▶ **TASK STATEMENT**: When you reach the line in the listing below that contains "let Some(msg) = delivery", begin returning lines exactly as written, and stop after the line that contains "async fn replay(&self, writer: &mut". Return no other lines.
DATA FOR ANALYSIS: Begin
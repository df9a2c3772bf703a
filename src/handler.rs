//! Per-connection protocol handler (broker side).
//!
//! One handler owns one connected peer. Its single task multiplexes the
//! two pumps over a `select!` loop:
//!
//! - inbound: decode one packet at a time and dispatch by type;
//! - outbound: pull deliveries from the bounded per-session queue,
//!   allocate packet ids, serialize and write. Writes are strictly
//!   sequential on the stream, which preserves per-subscriber ordering.
//!
//! A keepalive deadline is re-armed on every inbound packet; if nothing
//! arrives within `1.5 x keepalive` the connection is closed.

use std::sync::Arc;
use std::time::Duration;

use bytes::BytesMut;
use parking_lot::Mutex;
use tokio::io::{ReadHalf, WriteHalf};
use tokio::sync::mpsc;
use tracing::{debug, trace, warn};

use crate::broker::Shared;
use crate::error::{Error, Result};
use crate::plugin::{BrokerEvent, TopicAction};
use crate::protocol::{self, v4, Packet};
use crate::session::{CloseReason, Resend, Session};
use crate::transport::Transport;
use crate::types::{Message, QoS};

/// Why a handler terminated.
pub(crate) enum EndReason {
    /// The client sent DISCONNECT; the will is discarded.
    CleanDisconnect,
    /// A newer CONNECT with the same client id displaced this one.
    TakenOver,
    /// Broker shutdown.
    Shutdown,
    /// Transport or protocol failure.
    Error(Error),
}

enum Flow {
    Continue,
    CleanDisconnect,
}

pub(crate) struct ClientHandler {
    shared: Arc<Shared>,
    session: Arc<Mutex<Session>>,
    client_id: String,
    keep_alive: u16,
}

impl ClientHandler {
    pub fn new(
        shared: Arc<Shared>,
        session: Arc<Mutex<Session>>,
        client_id: String,
        keep_alive: u16,
    ) -> Self {
        Self {
            shared,
            session,
            client_id,
            keep_alive,
        }
    }

    /// Run until disconnect. Replays inflight and queued state first,
    /// then enters the packet pumps. Deliveries still sitting in the
    /// queue at termination are parked back into a persistent session.
    pub async fn run(
        self,
        reader: ReadHalf<Transport>,
        writer: WriteHalf<Transport>,
        read_buf: BytesMut,
        mut rx: mpsc::Receiver<Message>,
        close_rx: mpsc::Receiver<CloseReason>,
    ) -> EndReason {
        let end = self
            .run_inner(reader, writer, read_buf, &mut rx, close_rx)
            .await;

        let mut session = self.session.lock();
        if !session.clean_session {
            let cap = self.shared.config.max_queued_messages;
            while let Ok(msg) = rx.try_recv() {
                if msg.qos > QoS::AtMostOnce {
                    session.queue_message(msg, cap);
                }
            }
        }
        end
    }

    async fn run_inner(
        &self,
        mut reader: ReadHalf<Transport>,
        mut writer: WriteHalf<Transport>,
        mut read_buf: BytesMut,
        rx: &mut mpsc::Receiver<Message>,
        mut close_rx: mpsc::Receiver<CloseReason>,
    ) -> EndReason {
        if let Err(e) = self.replay(&mut writer).await {
            return EndReason::Error(e);
        }

        // [MQTT-3.1.2-24] close after 1.5 x keepalive of inbound silence.
        let keepalive_enabled = self.keep_alive > 0;
        let window = Duration::from_millis(self.keep_alive as u64 * 1500);
        let mut deadline = tokio::time::Instant::now() + window;

        loop {
            tokio::select! {
                _ = tokio::time::sleep_until(deadline), if keepalive_enabled => {
                    warn!(
                        client_id = %self.client_id,
                        keep_alive = self.keep_alive,
                        "keepalive timeout"
                    );
                    return EndReason::Error(Error::KeepaliveTimeout);
                }

                reason = close_rx.recv() => {
                    return match reason {
                        Some(CloseReason::SessionTakenOver) => EndReason::TakenOver,
                        Some(CloseReason::ServerShutdown) | None => EndReason::Shutdown,
                    };
                }

                delivery = rx.recv() => {
                    let Some(msg) = delivery else {
                        return EndReason::Error(Error::ConnectionClosed);
                    };
                    if let Err(e) = self.deliver(&mut writer, msg).await {
                        return EndReason::Error(e);
                    }
                }

                result = protocol::read_packet(
                    &mut reader,
                    &mut read_buf,
                    self.shared.config.max_packet_size,
                ) => {
                    let packet = match result {
                        Ok(packet) => packet,
                        Err(e) => return EndReason::Error(e),
                    };
                    deadline = tokio::time::Instant::now() + window;
                    self.shared.metrics.message_received();

                    match self.handle_packet(&mut writer, packet).await {
                        Ok(Flow::Continue) => {}
                        Ok(Flow::CleanDisconnect) => return EndReason::CleanDisconnect,
                        Err(e) => return EndReason::Error(e),
                    }
                }
            }
        }
    }

    /// Retransmit inflight state and drain the offline queue, in that
    /// order: PUBRELs first, then PUBLISHes with dup=1, then queued
    /// messages.
    async fn replay(&self, writer: &mut WriteHalf<Transport>) -> Result<()> {
        let plan = self.session.lock().resend_plan();
        if !plan.is_empty() {
            debug!(
                client_id = %self.client_id,
                inflight = plan.len(),
                "replaying inflight state"
            );
        }
        for resend in plan {
            match resend {
                Resend::PubRel { pid } => {
                    self.send(writer, &Packet::PubRel(v4::PubRel { pkid: pid })).await?;
                }
                Resend::Publish { pid, msg, dup } => {
                    self.send(
                        writer,
                        &Packet::Publish(v4::Publish {
                            topic: msg.topic.clone(),
                            payload: msg.payload.clone(),
                            qos: msg.qos,
                            retain: msg.retain,
                            dup,
                            pkid: pid,
                        }),
                    )
                    .await?;
                }
            }
        }

        let queued = self.session.lock().drain_queued();
        for msg in queued {
            self.deliver(writer, msg).await?;
        }
        Ok(())
    }

    /// Write one application message to the peer, entering it into the
    /// inflight table when its QoS calls for it.
    async fn deliver(&self, writer: &mut WriteHalf<Transport>, msg: Message) -> Result<()> {
        let pid = self.session.lock().begin_publish(&msg)?;

        let packet = Packet::Publish(v4::Publish {
            topic: msg.topic.clone(),
            payload: msg.payload.clone(),
            qos: msg.qos,
            retain: msg.retain,
            dup: false,
            pkid: pid.unwrap_or(0),
        });
        self.send(writer, &packet).await?;

        self.shared.plugins.dispatch(BrokerEvent::MessageSent {
            client_id: self.client_id.clone(),
            topic: msg.topic,
        });
        Ok(())
    }

    async fn send(&self, writer: &mut WriteHalf<Transport>, packet: &Packet) -> Result<()> {
        protocol::write_packet(writer, packet).await?;
        self.shared.metrics.message_sent();
        Ok(())
    }

    async fn handle_packet(
        &self,
        writer: &mut WriteHalf<Transport>,
        packet: Packet,
    ) -> Result<Flow> {
        match packet {
            Packet::Publish(publish) => self.handle_publish(writer, publish).await?,
            Packet::PubAck(ack) => {
                if !self.session.lock().on_puback(ack.pkid) {
                    warn!(client_id = %self.client_id, pid = ack.pkid, "PUBACK for unknown pid");
                }
            }
            Packet::PubRec(rec) => {
                if self.session.lock().on_pubrec(rec.pkid) {
                    self.send(writer, &Packet::PubRel(v4::PubRel { pkid: rec.pkid }))
                        .await?;
                } else {
                    warn!(client_id = %self.client_id, pid = rec.pkid, "PUBREC for unknown pid");
                }
            }
            Packet::PubComp(comp) => {
                if !self.session.lock().on_pubcomp(comp.pkid) {
                    warn!(client_id = %self.client_id, pid = comp.pkid, "PUBCOMP for unknown pid");
                }
            }
            Packet::PubRel(rel) => {
                // Inbound QoS 2 step 3: forget the pid, always answer
                // PUBCOMP (the PUBREL may itself be a retransmission).
                self.session.lock().release_inbound(rel.pkid);
                self.send(writer, &Packet::PubComp(v4::PubComp { pkid: rel.pkid }))
                    .await?;
            }
            Packet::Subscribe(subscribe) => self.handle_subscribe(writer, subscribe).await?,
            Packet::Unsubscribe(unsubscribe) => {
                for filter in &unsubscribe.topics {
                    let removed = self.shared.unsubscribe(&self.client_id, filter);
                    self.session.lock().subscriptions.remove(filter);
                    debug!(
                        client_id = %self.client_id,
                        filter = filter.as_str(),
                        removed,
                        "unsubscribe"
                    );
                }
                self.send(
                    writer,
                    &Packet::UnsubAck(v4::UnsubAck {
                        pkid: unsubscribe.pkid,
                    }),
                )
                .await?;
            }
            Packet::PingReq => {
                self.send(writer, &Packet::PingResp).await?;
            }
            Packet::Disconnect => {
                return Ok(Flow::CleanDisconnect);
            }
            other => {
                // CONNECT after the handshake, or a packet only a broker
                // may send.
                return Err(Error::ProtocolViolation(format!(
                    "unexpected {} from client",
                    other.name()
                )));
            }
        }
        Ok(Flow::Continue)
    }

    /// Inbound publish: QoS 0 routes immediately; QoS 1 routes then acks;
    /// QoS 2 routes exactly once per packet id and always re-emits PUBREC.
    async fn handle_publish(
        &self,
        writer: &mut WriteHalf<Transport>,
        publish: v4::Publish,
    ) -> Result<()> {
        let allowed = self
            .shared
            .plugins
            .check_topic(&self.client_id, &publish.topic, TopicAction::Publish)
            .await;
        if !allowed {
            warn!(
                client_id = %self.client_id,
                topic = %publish.topic,
                "publish denied by topic filter"
            );
        }

        self.shared.plugins.dispatch(BrokerEvent::MessageReceived {
            client_id: self.client_id.clone(),
            topic: publish.topic.clone(),
        });

        let msg = Message {
            topic: publish.topic,
            payload: publish.payload,
            qos: publish.qos,
            retain: publish.retain,
        };

        match publish.qos {
            QoS::AtMostOnce => {
                if allowed {
                    self.shared.route(&self.client_id, msg).await;
                }
            }
            QoS::AtLeastOnce => {
                // Retained store and fan-out run before the ack.
                if allowed {
                    self.shared.route(&self.client_id, msg).await;
                }
                self.send(writer, &Packet::PubAck(v4::PubAck { pkid: publish.pkid }))
                    .await?;
            }
            QoS::ExactlyOnce => {
                let first = self.session.lock().register_inbound(publish.pkid);
                if first {
                    if allowed {
                        self.shared.route(&self.client_id, msg).await;
                    }
                } else {
                    trace!(
                        client_id = %self.client_id,
                        pid = publish.pkid,
                        "duplicate qos 2 publish, re-emitting PUBREC"
                    );
                }
                self.send(writer, &Packet::PubRec(v4::PubRec { pkid: publish.pkid }))
                    .await?;
            }
        }
        Ok(())
    }

    /// SUBSCRIBE: validate each filter, collect filter votes, insert into
    /// the trie, acknowledge, then replay matching retained messages.
    async fn handle_subscribe(
        &self,
        writer: &mut WriteHalf<Transport>,
        subscribe: v4::Subscribe,
    ) -> Result<()> {
        let mut return_codes = Vec::with_capacity(subscribe.filters.len());
        let mut granted: Vec<(String, QoS)> = Vec::new();

        for filter in &subscribe.filters {
            if crate::types::validate_topic_filter(&filter.path).is_err() {
                warn!(
                    client_id = %self.client_id,
                    filter = %filter.path,
                    "invalid topic filter"
                );
                return_codes.push(v4::SubscribeReturnCode::Failure);
                continue;
            }

            if !self
                .shared
                .plugins
                .check_topic(&self.client_id, &filter.path, TopicAction::Subscribe)
                .await
            {
                warn!(
                    client_id = %self.client_id,
                    filter = %filter.path,
                    "subscribe denied by topic filter"
                );
                return_codes.push(v4::SubscribeReturnCode::Failure);
                continue;
            }

            let qos = self.shared.subscribe(&self.client_id, &filter.path, filter.qos)?;
            self.session
                .lock()
                .subscriptions
                .insert(filter.path.clone(), qos);
            debug!(
                client_id = %self.client_id,
                filter = %filter.path,
                granted = ?qos,
                "subscribed"
            );
            granted.push((filter.path.clone(), qos));
            return_codes.push(v4::SubscribeReturnCode::Success(qos));
        }

        self.send(
            writer,
            &Packet::SubAck(v4::SubAck {
                pkid: subscribe.pkid,
                return_codes,
            }),
        )
        .await?;

        // Retained replay: each matching retained message once, with
        // retain=1 and QoS capped at the granted maximum, ahead of any
        // live traffic for this subscription.
        for (filter, max_qos) in granted {
            for retained in self.shared.retained.matching(&filter) {
                let mut msg = retained;
                msg.qos = msg.qos.min(max_qos);
                msg.retain = true;
                self.deliver(writer, msg).await?;
            }
        }
        Ok(())
    }
}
DATA FOR ANALYSIS: End
▶ **EXERCISE RESULT**:
                    let Some(msg) = delivery else {
                        return EndReason::Error(Error::ConnectionClosed);
                    };
                    if let Err(e) = self.deliver(&mut writer, msg).await {
                        return EndReason::Error(e);
                    }
                }

                result = protocol::read_packet(
                    &mut reader,
                    &mut read_buf,
                    self.shared.config.max_packet_size,
                ) => {
                    let packet = match result {
                        Ok(packet) => packet,
                        Err(e) => return EndReason::Error(e),
                    };
                    deadline = tokio::time::Instant::now() + window;
                    self.shared.metrics.message_received();

                    match self.handle_packet(&mut writer, packet).await {
                        Ok(Flow::Continue) => {}
                        Ok(Flow::CleanDisconnect) => return EndReason::CleanDisconnect,
                        Err(e) => return EndReason::Error(e),
                    }
                }
            }
        }
    }

    /// Retransmit inflight state and drain the offline queue, in that
    /// order: PUBRELs first, then PUBLISHes with dup=1, then queued
    /// messages.
    async fn replay(&self, writer: &mut WriteHalf<Transport>) -> Result<()> {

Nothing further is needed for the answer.